Isocratic reversed phase high performance liquid chromatography determination of twelve natural corticosteroids in serum with on‐line ultraviolet and fluorescence detection

An isocratic reversed phase high performance liquid chromatography procedure utilizing ultraviolet and fluorescence detectors linked in series is described for the analysis of cortisone (E), cortisol (F), corticosterone (B), 11‐deoxycortisol (S), 11‐deoxycorticosterone (DOC), androstenedione (A), testosterone (T), 17‐hydroxyprogesterone (17‐OHP), progesterone (P), estriol, estradiol, estrone, prednisone acetate and dexamethasone acetate in serum.
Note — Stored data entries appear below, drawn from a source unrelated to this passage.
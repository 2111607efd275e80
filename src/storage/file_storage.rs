use crate::{
    domain::board::Board,
    error::{KanboardError, Result},
    storage::Storage,
};
use async_trait::async_trait;
use std::path::{Path, PathBuf};
use tokio::fs;

/// File-based storage: one JSON blob under a fixed file name
pub struct FileStorage {
    root_path: PathBuf,
}

impl FileStorage {
    const KANBOARD_DIR: &'static str = ".kanboard";
    const BOARDS_FILE: &'static str = "boards.json";

    /// Creates a new FileStorage instance rooted at the given directory
    pub fn new(root: impl AsRef<Path>) -> Self {
        Self {
            root_path: root.as_ref().join(Self::KANBOARD_DIR),
        }
    }

    fn boards_file(&self) -> PathBuf {
        self.root_path.join(Self::BOARDS_FILE)
    }

    async fn ensure_directory_exists(&self) -> Result<()> {
        if !self.root_path.exists() {
            fs::create_dir_all(&self.root_path).await?;
        }
        Ok(())
    }
}

#[async_trait]
impl Storage for FileStorage {
    async fn initialize(&self) -> Result<()> {
        self.ensure_directory_exists().await
    }

    async fn save_boards(&self, boards: &[Board]) -> Result<()> {
        self.ensure_directory_exists().await?;

        let json = serde_json::to_string_pretty(boards)?;
        fs::write(self.boards_file(), json).await?;

        Ok(())
    }

    async fn load_boards(&self) -> Result<Vec<Board>> {
        let boards_file = self.boards_file();

        if !boards_file.exists() {
            return Err(KanboardError::BoardsNotFound);
        }

        let contents = fs::read_to_string(&boards_file).await?;
        let boards: Vec<Board> = serde_json::from_str(&contents)?;

        Ok(boards)
    }

    async fn is_initialized(&self) -> bool {
        self.boards_file().exists()
    }
}

#[cfg(test)]
mod tests {
    use super::*;
    use tempfile::TempDir;

    #[tokio::test]
    async fn test_initialize_creates_directory() {
        let temp_dir = TempDir::new().unwrap();
        let storage = FileStorage::new(temp_dir.path());

        storage.initialize().await.unwrap();

        assert!(temp_dir.path().join(".kanboard").exists());
        // No boards have been written yet.
        assert!(!storage.is_initialized().await);
    }

    #[tokio::test]
    async fn test_save_and_load_round_trip() {
        let temp_dir = TempDir::new().unwrap();
        let storage = FileStorage::new(temp_dir.path());
        storage.initialize().await.unwrap();

        let boards = vec![Board::demo(), Board::new("Second")];
        storage.save_boards(&boards).await.unwrap();

        assert!(storage.is_initialized().await);
        let loaded = storage.load_boards().await.unwrap();
        assert_eq!(loaded, boards);
    }

    #[tokio::test]
    async fn test_load_missing_blob() {
        let temp_dir = TempDir::new().unwrap();
        let storage = FileStorage::new(temp_dir.path());

        let result = storage.load_boards().await;
        assert!(matches!(result, Err(KanboardError::BoardsNotFound)));
    }

    #[tokio::test]
    async fn test_load_or_seed_on_first_run() {
        let temp_dir = TempDir::new().unwrap();
        let storage = FileStorage::new(temp_dir.path());

        let boards = storage.load_or_seed().await.unwrap();
        assert_eq!(boards.len(), 1);
        assert_eq!(boards[0].title, "My First Board");
    }

    #[tokio::test]
    async fn test_load_or_seed_prefers_persisted_boards() {
        let temp_dir = TempDir::new().unwrap();
        let storage = FileStorage::new(temp_dir.path());

        let boards = vec![Board::new("Mine")];
        storage.save_boards(&boards).await.unwrap();

        let loaded = storage.load_or_seed().await.unwrap();
        assert_eq!(loaded, boards);
    }

    #[tokio::test]
    async fn test_save_overwrites_previous_blob() {
        let temp_dir = TempDir::new().unwrap();
        let storage = FileStorage::new(temp_dir.path());

        storage.save_boards(&[Board::new("First")]).await.unwrap();
        storage.save_boards(&[Board::new("Second")]).await.unwrap();

        let loaded = storage.load_boards().await.unwrap();
        assert_eq!(loaded.len(), 1);
        assert_eq!(loaded[0].title, "Second");
    }
}
//! The storage engine as seen by the migration: something that can make sure
//! its primary database file exists and tell us where it lives.

use std::path::{Path, PathBuf};

use rusqlite::Connection;
use tracing::debug;

use crate::errors::{MigrationError, MigrationResult};

/// Key-value table the storage engine reads and writes.
pub const KV_SCHEMA_SQL: &str = r#"
CREATE TABLE IF NOT EXISTS catalystLocalStorage (
    key TEXT PRIMARY KEY,
    value TEXT NOT NULL
);
"#;

/// Hook into the storage engine, called once before the primary copy.
pub trait StorageInitializer {
    /// Create the target database (and its parent directory) if missing.
    /// Returns the path the engine reads from.
    fn ensure_initialized(&self) -> MigrationResult<PathBuf>;
}

impl<F> StorageInitializer for F
where
    F: Fn() -> MigrationResult<PathBuf>,
{
    fn ensure_initialized(&self) -> MigrationResult<PathBuf> {
        self()
    }
}

/// Initializes the target as a SQLite database holding the key-value table.
#[derive(Debug, Clone)]
pub struct SqliteStorageInitializer {
    db_path: PathBuf,
}

impl SqliteStorageInitializer {
    pub fn new(storage_dir: &Path, file_name: &str) -> Self {
        Self {
            db_path: storage_dir.join(file_name),
        }
    }

    pub fn path(&self) -> &Path {
        &self.db_path
    }
}

impl StorageInitializer for SqliteStorageInitializer {
    fn ensure_initialized(&self) -> MigrationResult<PathBuf> {
        let parent = self
            .db_path
            .parent()
            .ok_or_else(|| MigrationError::Initialization {
                message: format!("{} has no parent directory", self.db_path.display()),
            })?;
        std::fs::create_dir_all(parent)?;

        // Default rollback journal: the connection leaves no -wal/-shm behind.
        let conn = Connection::open(&self.db_path)?;
        conn.execute_batch(KV_SCHEMA_SQL)?;
        drop(conn);

        debug!(path = %self.db_path.display(), "Target storage initialized");
        Ok(self.db_path.clone())
    }
}

#[cfg(test)]
mod tests {
    use super::*;

    #[test]
    fn creates_database_with_kv_table() {
        let tmp = tempfile::tempdir().unwrap();
        let init = SqliteStorageInitializer::new(&tmp.path().join("databases"), "RKStorage");

        let path = init.ensure_initialized().unwrap();
        assert_eq!(path, tmp.path().join("databases").join("RKStorage"));
        assert!(path.is_file());

        let conn = Connection::open(&path).unwrap();
        let count: i64 = conn
            .query_row("SELECT COUNT(*) FROM catalystLocalStorage", [], |row| row.get(0))
            .unwrap();
        assert_eq!(count, 0);
    }

    #[test]
    fn initialization_is_idempotent_and_leaves_no_sidecars() {
        let tmp = tempfile::tempdir().unwrap();
        let init = SqliteStorageInitializer::new(tmp.path(), "RKStorage");
        init.ensure_initialized().unwrap();
        init.ensure_initialized().unwrap();

        assert!(!tmp.path().join("RKStorage-wal").exists());
        assert!(!tmp.path().join("RKStorage-shm").exists());
        assert!(!tmp.path().join("RKStorage-journal").exists());
    }

    #[test]
    fn closures_act_as_initializers() {
        let hook = || -> MigrationResult<PathBuf> { Ok(PathBuf::from("/tmp/target")) };
        assert_eq!(hook.ensure_initialized().unwrap(), PathBuf::from("/tmp/target"));
    }
}
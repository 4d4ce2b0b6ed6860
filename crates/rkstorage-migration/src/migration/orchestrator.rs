//! The migration procedure: guard, discover, select, initialize, copy,
//! sidecars, cleanup. A straight pipeline with early exits; nothing here
//! returns an error to the caller.

use std::path::{Path, PathBuf};
use std::time::Instant;

use serde::Serialize;
use tracing::{error, info, warn};

use super::copier::copy_file;
use super::recency::{pick_most_recent, provider_for, TimestampProvider};
use super::scanner::{
    is_any_legacy_file, is_primary_legacy_candidate, DirectoryScanner, FileScanner, LegacyFile,
};
use super::sidecar::{migrate_sidecars, SidecarResult, SidecarStatus};
use crate::config::MigrationConfig;
use crate::errors::{MigrationError, MigrationResult};
use crate::storage::StorageInitializer;

/// How a run ended. Only used for logging and diagnostics: the target file
/// on disk is the real completion marker.
#[derive(Debug, Clone, Copy, PartialEq, Eq, Serialize)]
#[serde(rename_all = "snake_case")]
pub enum MigrationOutcome {
    /// The target already existed; nothing was scanned.
    SkippedAlreadyMigrated,
    /// No legacy database matched the prefix.
    SkippedNoCandidate,
    Migrated,
    /// Primary copy succeeded; a sidecar copy or a deletion did not.
    MigratedWithErrors,
    /// Storage initialization or the primary copy failed. Legacy files are intact.
    Aborted,
}

impl MigrationOutcome {
    pub fn as_str(&self) -> &'static str {
        match self {
            Self::SkippedAlreadyMigrated => "skipped_already_migrated",
            Self::SkippedNoCandidate => "skipped_no_candidate",
            Self::Migrated => "migrated",
            Self::MigratedWithErrors => "migrated_with_errors",
            Self::Aborted => "aborted",
        }
    }

    /// Whether the legacy data now lives in the target.
    pub fn is_migrated(&self) -> bool {
        matches!(self, Self::Migrated | Self::MigratedWithErrors)
    }
}

/// Summary of one run.
#[derive(Debug, Clone, Serialize)]
pub struct MigrationReport {
    pub outcome: MigrationOutcome,
    /// The legacy database chosen for migration, if any.
    pub source: Option<PathBuf>,
    pub target: PathBuf,
    pub sidecars: Vec<SidecarResult>,
    pub deleted: Vec<PathBuf>,
    pub errors: Vec<String>,
    pub duration_ms: u64,
}

impl MigrationReport {
    fn new(target: PathBuf) -> Self {
        Self {
            outcome: MigrationOutcome::SkippedAlreadyMigrated,
            source: None,
            target,
            sidecars: Vec::new(),
            deleted: Vec::new(),
            errors: Vec::new(),
            duration_ms: 0,
        }
    }

    fn record(&mut self, err: &MigrationError) {
        self.errors.push(format!("{}: {}", err.error_code(), err));
    }

    fn finish(mut self, outcome: MigrationOutcome, start: Instant) -> Self {
        self.outcome = outcome;
        self.duration_ms = u64::try_from(start.elapsed().as_millis()).unwrap_or(u64::MAX);
        self
    }
}

/// Runs the migration with injectable collaborators.
pub struct Migrator<'a> {
    config: MigrationConfig,
    initializer: &'a dyn StorageInitializer,
    scanner: Box<dyn FileScanner + 'a>,
    timestamps: Option<Box<dyn TimestampProvider + 'a>>,
}

impl<'a> Migrator<'a> {
    /// Filesystem scanner; timestamp provider chosen from `config.timestamp_source`
    /// when the run starts.
    pub fn new(config: MigrationConfig, initializer: &'a dyn StorageInitializer) -> Self {
        Self {
            config,
            initializer,
            scanner: Box::new(DirectoryScanner),
            timestamps: None,
        }
    }

    pub fn with_scanner(mut self, scanner: impl FileScanner + 'a) -> Self {
        self.scanner = Box::new(scanner);
        self
    }

    pub fn with_timestamp_provider(mut self, provider: impl TimestampProvider + 'a) -> Self {
        self.timestamps = Some(Box::new(provider));
        self
    }

    pub fn config(&self) -> &MigrationConfig {
        &self.config
    }

    /// Migrate the most recent legacy database in `storage_dir` into the target.
    pub fn run(&self, storage_dir: &Path) -> MigrationReport {
        let start = Instant::now();
        let mut report = MigrationReport::new(self.config.target_path(storage_dir));

        // Idempotence guard: before any directory scan.
        if report.target.exists() {
            info!(dest = %report.target.display(), "Target storage exists, skipping migration");
            return report.finish(MigrationOutcome::SkippedAlreadyMigrated, start);
        }

        let prefix = self.config.legacy_prefix.as_str();
        let candidates = self
            .scanner
            .list(storage_dir, &|name| is_primary_legacy_candidate(prefix, name));

        let detected;
        let provider: &dyn TimestampProvider = match &self.timestamps {
            Some(provider) => provider.as_ref(),
            None => {
                detected = provider_for(self.config.timestamp_source, storage_dir);
                detected.as_ref()
            }
        };

        let Some(chosen) = pick_most_recent(&candidates, provider) else {
            info!(dir = %storage_dir.display(), "No scoped database found");
            return report.finish(MigrationOutcome::SkippedNoCandidate, start);
        };
        info!(
            source = %chosen.name,
            candidates = candidates.len(),
            timestamps = provider.name(),
            "Selected most recent scoped database"
        );
        report.source = Some(chosen.path.clone());

        // The engine's path must be the one the idempotence guard checks.
        let initialized = self
            .initializer
            .ensure_initialized()
            .and_then(|path| {
                if path == report.target {
                    Ok(path)
                } else {
                    Err(MigrationError::Initialization {
                        message: format!(
                            "engine uses {} but migration guards {}",
                            path.display(),
                            report.target.display()
                        ),
                    })
                }
            });
        if let Err(e) = initialized {
            error!(error = %e, code = e.error_code(), "Storage initialization failed, migration aborted");
            report.record(&e);
            discard_partial_target(&report.target);
            return report.finish(MigrationOutcome::Aborted, start);
        }

        if let Err(e) = copy_file(&chosen.path, &report.target) {
            error!(
                source = %chosen.name,
                error = %e,
                code = e.error_code(),
                "Failed to migrate scoped database"
            );
            report.record(&e);
            discard_partial_target(&report.target);
            return report.finish(MigrationOutcome::Aborted, start);
        }
        info!(source = %chosen.name, dest = %report.target.display(), "Migrated scoped database");

        report.sidecars = migrate_sidecars(&chosen.path, &report.target);
        for sidecar in &report.sidecars {
            if let SidecarStatus::Failed { error } = &sidecar.status {
                report.errors.push(format!("{}: {}", sidecar.suffix, error));
            }
        }

        for file in self
            .scanner
            .list(storage_dir, &|name| is_any_legacy_file(prefix, name))
        {
            match delete_legacy_file(&file) {
                Ok(()) => {
                    info!(file = %file.name, "Deleted scoped database file");
                    report.deleted.push(file.path);
                }
                Err(e) => {
                    warn!(file = %file.name, error = %e, "Failed to delete scoped database file");
                    report.record(&e);
                }
            }
        }

        let outcome = if report.errors.is_empty() {
            MigrationOutcome::Migrated
        } else {
            MigrationOutcome::MigratedWithErrors
        };
        info!(
            outcome = outcome.as_str(),
            deleted = report.deleted.len(),
            errors = report.errors.len(),
            "Completed the scoped storage migration"
        );
        report.finish(outcome, start)
    }
}

fn delete_legacy_file(file: &LegacyFile) -> MigrationResult<()> {
    std::fs::remove_file(&file.path).map_err(|source| MigrationError::DeleteFailed {
        path: file.path.clone(),
        source,
    })
}

/// Remove a target left behind by a failed primary copy so the next startup
/// retries instead of treating it as migrated.
fn discard_partial_target(target: &Path) {
    match std::fs::remove_file(target) {
        Ok(()) => info!(dest = %target.display(), "Removed incomplete target"),
        Err(e) if e.kind() == std::io::ErrorKind::NotFound => {}
        Err(e) => warn!(dest = %target.display(), error = %e, "Failed to remove incomplete target"),
    }
}

/// One-call entry point with the default scanner and timestamp policy.
pub fn migrate(
    storage_dir: &Path,
    legacy_prefix: &str,
    target_file_name: &str,
    initializer: &dyn StorageInitializer,
) -> MigrationReport {
    Migrator::new(MigrationConfig::new(legacy_prefix, target_file_name), initializer).run(storage_dir)
}
//! Whole-file byte copy.
//!
//! Streams through `std::io::copy` (kernel-side copy where the platform has
//! one), so the database is never held in memory. Both handles are owned
//! locals and close on every exit path, independently of each other.

use std::fs::{File, OpenOptions};
use std::path::Path;

use tracing::debug;

use crate::errors::{MigrationError, MigrationResult};

/// Copy all of `source` over `dest`, replacing existing content.
/// Returns the number of bytes written. No retry.
pub fn copy_file(source: &Path, dest: &Path) -> MigrationResult<u64> {
    let copy_err = |e: std::io::Error| MigrationError::CopyFailed {
        from: source.to_path_buf(),
        to: dest.to_path_buf(),
        source: e,
    };

    let mut reader = File::open(source).map_err(copy_err)?;
    let metadata = reader.metadata().map_err(copy_err)?;
    if !metadata.is_file() {
        return Err(MigrationError::NotAFile(source.to_path_buf()));
    }
    let expected = metadata.len();

    let mut writer = OpenOptions::new()
        .write(true)
        .create(true)
        .truncate(true)
        .open(dest)
        .map_err(copy_err)?;

    let copied = std::io::copy(&mut reader, &mut writer).map_err(copy_err)?;
    writer.sync_all().map_err(copy_err)?;

    if copied != expected {
        return Err(MigrationError::SizeMismatch {
            path: source.to_path_buf(),
            expected,
            copied,
        });
    }

    debug!(
        from = %source.display(),
        to = %dest.display(),
        bytes = copied,
        "File copied"
    );
    Ok(copied)
}
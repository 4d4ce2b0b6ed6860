//! # rkstorage-migration
//!
//! One-time migration of the scoped legacy AsyncStorage databases
//! (`RKStorage-scoped-experience-*`) into the single `RKStorage` file the
//! current storage engine reads.
//!
//! The host calls [`migrate`] (or builds a [`Migrator`]) once at startup,
//! before anything else opens the target database. The call never fails:
//! every problem is logged and summarized in the returned [`MigrationReport`].

pub mod config;
pub mod constants;
pub mod errors;
pub mod migration;
pub mod storage;
pub mod tracing;

pub use config::{MigrationConfig, TimestampSource};
pub use errors::{MigrationError, MigrationResult};
pub use migration::{migrate, MigrationOutcome, MigrationReport, Migrator};
pub use storage::{SqliteStorageInitializer, StorageInitializer};
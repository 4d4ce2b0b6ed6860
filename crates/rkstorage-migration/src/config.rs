//! Migration configuration.

use std::path::{Path, PathBuf};

use serde::{Deserialize, Serialize};

use crate::constants::{LEGACY_NAME_PREFIX, TARGET_FILE_NAME};
use crate::errors::MigrationResult;

/// Which filesystem timestamp decides the "most recent" legacy database.
#[derive(Debug, Clone, Copy, PartialEq, Eq, Default, Serialize, Deserialize)]
#[serde(rename_all = "lowercase")]
pub enum TimestampSource {
    /// Creation time when the filesystem reports it, modification time otherwise.
    #[default]
    Auto,
    /// Creation time only. Files without one never win selection.
    Creation,
    /// Last modification time.
    Modification,
}

impl TimestampSource {
    pub fn as_str(&self) -> &'static str {
        match self {
            Self::Auto => "auto",
            Self::Creation => "creation",
            Self::Modification => "modification",
        }
    }
}

/// Configuration for a migration run. Defaults match the scoped naming scheme.
#[derive(Debug, Clone, PartialEq, Eq, Serialize, Deserialize)]
#[serde(default)]
pub struct MigrationConfig {
    /// File name prefix shared by all legacy databases and their sidecars.
    pub legacy_prefix: String,
    /// File name of the current engine's primary database.
    pub target_file_name: String,
    /// Timestamp used to pick among several legacy databases.
    pub timestamp_source: TimestampSource,
}

impl Default for MigrationConfig {
    fn default() -> Self {
        Self {
            legacy_prefix: LEGACY_NAME_PREFIX.to_string(),
            target_file_name: TARGET_FILE_NAME.to_string(),
            timestamp_source: TimestampSource::Auto,
        }
    }
}

impl MigrationConfig {
    pub fn new(legacy_prefix: impl Into<String>, target_file_name: impl Into<String>) -> Self {
        Self {
            legacy_prefix: legacy_prefix.into(),
            target_file_name: target_file_name.into(),
            ..Self::default()
        }
    }

    /// Load config from a TOML string, falling back to defaults for missing fields.
    pub fn from_toml(toml_str: &str) -> MigrationResult<Self> {
        Ok(toml::from_str(toml_str)?)
    }

    pub fn with_timestamp_source(mut self, source: TimestampSource) -> Self {
        self.timestamp_source = source;
        self
    }

    /// Path of the target database inside `storage_dir`.
    pub fn target_path(&self, storage_dir: &Path) -> PathBuf {
        storage_dir.join(&self.target_file_name)
    }
}
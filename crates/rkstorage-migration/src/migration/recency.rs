//! "Most recent" selection among legacy databases.
//!
//! Timestamps come from a [`TimestampProvider`]. A lookup that fails yields
//! `None`, which orders below every real timestamp and so never wins.

use std::path::Path;
use std::time::SystemTime;

use tracing::debug;

use super::scanner::LegacyFile;
use crate::config::TimestampSource;

/// Best-available file timestamp.
pub trait TimestampProvider {
    fn timestamp(&self, path: &Path) -> Option<SystemTime>;

    fn name(&self) -> &'static str;
}

/// Filesystem creation ("birth") time.
#[derive(Debug, Clone, Copy, Default)]
pub struct CreationTimeProvider;

impl TimestampProvider for CreationTimeProvider {
    fn timestamp(&self, path: &Path) -> Option<SystemTime> {
        match std::fs::metadata(path).and_then(|m| m.created()) {
            Ok(t) => Some(t),
            Err(e) => {
                debug!(path = %path.display(), error = %e, "No creation time");
                None
            }
        }
    }

    fn name(&self) -> &'static str {
        "creation"
    }
}

/// Last modification time.
#[derive(Debug, Clone, Copy, Default)]
pub struct ModificationTimeProvider;

impl TimestampProvider for ModificationTimeProvider {
    fn timestamp(&self, path: &Path) -> Option<SystemTime> {
        match std::fs::metadata(path).and_then(|m| m.modified()) {
            Ok(t) => Some(t),
            Err(e) => {
                debug!(path = %path.display(), error = %e, "No modification time");
                None
            }
        }
    }

    fn name(&self) -> &'static str {
        "modification"
    }
}

/// Whether the filesystem holding `dir` reports creation times.
pub fn supports_creation_time(dir: &Path) -> bool {
    std::fs::metadata(dir).and_then(|m| m.created()).is_ok()
}

/// Pick the provider for `source`. `Auto` probes `dir` once.
pub fn provider_for(source: TimestampSource, dir: &Path) -> Box<dyn TimestampProvider> {
    match source {
        TimestampSource::Creation => Box::new(CreationTimeProvider),
        TimestampSource::Modification => Box::new(ModificationTimeProvider),
        TimestampSource::Auto if supports_creation_time(dir) => Box::new(CreationTimeProvider),
        TimestampSource::Auto => Box::new(ModificationTimeProvider),
    }
}

/// Most recent file by `provider`. Ties keep the first seen; when no
/// timestamp can be read at all, the first file is returned.
/// `None` only for an empty slice.
pub fn pick_most_recent<'a>(
    files: &'a [LegacyFile],
    provider: &dyn TimestampProvider,
) -> Option<&'a LegacyFile> {
    let mut best: Option<(&LegacyFile, SystemTime)> = None;

    for file in files {
        let Some(ts) = provider.timestamp(&file.path) else {
            continue;
        };
        match best {
            Some((_, current)) if ts <= current => {}
            _ => best = Some((file, ts)),
        }
    }

    best.map(|(file, _)| file).or_else(|| files.first())
}
//! Legacy scoped-database migration.
//!
//! ## Components
//! - **scanner**: directory listing filtered by legacy file name
//! - **recency**: "most recent" selection over pluggable timestamp sources
//! - **copier**: streaming whole-file copy
//! - **sidecar**: `-wal` / `-shm` companion copies
//! - **orchestrator**: the end-to-end procedure and its report

pub mod copier;
pub mod orchestrator;
pub mod recency;
pub mod scanner;
pub mod sidecar;

pub use copier::copy_file;
pub use orchestrator::{migrate, MigrationOutcome, MigrationReport, Migrator};
pub use recency::{
    pick_most_recent, provider_for, CreationTimeProvider, ModificationTimeProvider,
    TimestampProvider,
};
pub use scanner::{
    is_any_legacy_file, is_primary_legacy_candidate, DirectoryScanner, FileKind, FileScanner,
    LegacyFile,
};
pub use sidecar::{migrate_sidecars, SidecarResult, SidecarStatus};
Serum specimens were extracted with ethyl ether. The optimized mobile phase was methanol + tetrahydrofuran + water 26:18:56, v/v/v). A Shim‐pack ODS column was used. The recoveries were 80 to 103%. lntra‐ and inter‐day coefficient of variance were less than 8%. The detection limit is 0.5 pmol per injection volume for estriol, estradiol, E, F and B; 1 pmol for S, A, DOC and estrone; 2 pmol for T and 17‐OHP; and 4 pmol for P. Serum from normal subjects and patients with congenital adrenal hyperplasia due to 21‐ or l7‐hydroxylase deficiency were measured, as well as samples of maternal and umbilical cord serum.